**Records for processing**
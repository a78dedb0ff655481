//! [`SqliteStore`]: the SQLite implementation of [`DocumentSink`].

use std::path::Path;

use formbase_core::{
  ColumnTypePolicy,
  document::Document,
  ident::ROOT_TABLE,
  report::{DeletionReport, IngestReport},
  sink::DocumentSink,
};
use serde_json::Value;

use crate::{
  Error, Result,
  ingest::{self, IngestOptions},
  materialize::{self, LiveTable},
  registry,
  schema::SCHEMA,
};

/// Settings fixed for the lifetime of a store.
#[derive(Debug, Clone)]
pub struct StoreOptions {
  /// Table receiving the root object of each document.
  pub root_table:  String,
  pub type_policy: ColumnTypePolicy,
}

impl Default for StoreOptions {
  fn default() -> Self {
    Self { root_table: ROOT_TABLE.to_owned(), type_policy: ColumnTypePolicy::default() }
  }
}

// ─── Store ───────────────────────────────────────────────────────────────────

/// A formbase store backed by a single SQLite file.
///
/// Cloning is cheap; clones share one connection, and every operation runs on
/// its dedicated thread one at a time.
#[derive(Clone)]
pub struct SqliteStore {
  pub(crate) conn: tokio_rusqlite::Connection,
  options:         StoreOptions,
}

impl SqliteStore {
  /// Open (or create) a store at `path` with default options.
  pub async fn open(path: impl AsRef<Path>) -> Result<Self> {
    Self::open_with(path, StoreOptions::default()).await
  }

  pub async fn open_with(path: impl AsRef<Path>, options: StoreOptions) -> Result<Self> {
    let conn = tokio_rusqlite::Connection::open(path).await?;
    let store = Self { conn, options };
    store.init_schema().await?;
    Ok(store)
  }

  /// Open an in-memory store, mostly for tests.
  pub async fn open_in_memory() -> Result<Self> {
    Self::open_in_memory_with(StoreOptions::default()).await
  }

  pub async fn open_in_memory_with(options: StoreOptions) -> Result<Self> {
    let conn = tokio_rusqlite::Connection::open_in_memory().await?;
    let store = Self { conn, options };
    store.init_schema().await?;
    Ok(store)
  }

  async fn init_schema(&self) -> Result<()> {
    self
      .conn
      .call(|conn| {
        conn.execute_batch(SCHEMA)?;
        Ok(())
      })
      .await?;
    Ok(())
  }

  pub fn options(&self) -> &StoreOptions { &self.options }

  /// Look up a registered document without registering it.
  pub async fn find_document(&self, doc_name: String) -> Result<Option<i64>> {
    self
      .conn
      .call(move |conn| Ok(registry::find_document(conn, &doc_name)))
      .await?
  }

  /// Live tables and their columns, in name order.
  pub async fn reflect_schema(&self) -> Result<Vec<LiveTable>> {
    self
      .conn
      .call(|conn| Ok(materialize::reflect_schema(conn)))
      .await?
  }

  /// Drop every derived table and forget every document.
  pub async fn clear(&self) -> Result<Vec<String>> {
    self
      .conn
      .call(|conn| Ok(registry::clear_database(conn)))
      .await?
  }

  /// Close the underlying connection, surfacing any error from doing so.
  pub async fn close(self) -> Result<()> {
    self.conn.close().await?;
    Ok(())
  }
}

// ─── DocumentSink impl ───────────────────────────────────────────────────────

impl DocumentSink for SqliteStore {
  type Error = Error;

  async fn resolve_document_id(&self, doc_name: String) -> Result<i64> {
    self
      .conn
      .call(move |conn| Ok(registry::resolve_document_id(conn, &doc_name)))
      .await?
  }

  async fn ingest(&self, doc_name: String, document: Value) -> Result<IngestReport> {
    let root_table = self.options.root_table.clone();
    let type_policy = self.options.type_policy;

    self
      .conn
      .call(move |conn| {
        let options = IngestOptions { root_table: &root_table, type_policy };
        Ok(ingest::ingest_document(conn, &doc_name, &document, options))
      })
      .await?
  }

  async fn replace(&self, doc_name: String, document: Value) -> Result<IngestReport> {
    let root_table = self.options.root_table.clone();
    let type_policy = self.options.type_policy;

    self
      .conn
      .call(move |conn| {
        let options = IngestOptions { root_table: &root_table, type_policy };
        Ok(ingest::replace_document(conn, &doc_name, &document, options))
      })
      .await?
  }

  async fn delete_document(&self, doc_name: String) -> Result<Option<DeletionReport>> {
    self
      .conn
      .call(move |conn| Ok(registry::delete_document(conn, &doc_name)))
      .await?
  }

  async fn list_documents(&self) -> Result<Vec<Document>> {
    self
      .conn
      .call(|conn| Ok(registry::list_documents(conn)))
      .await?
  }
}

**Instructions for the task**
Write only the number of lines in the material above where the string "IngestReport" occurs.

**Written response**
3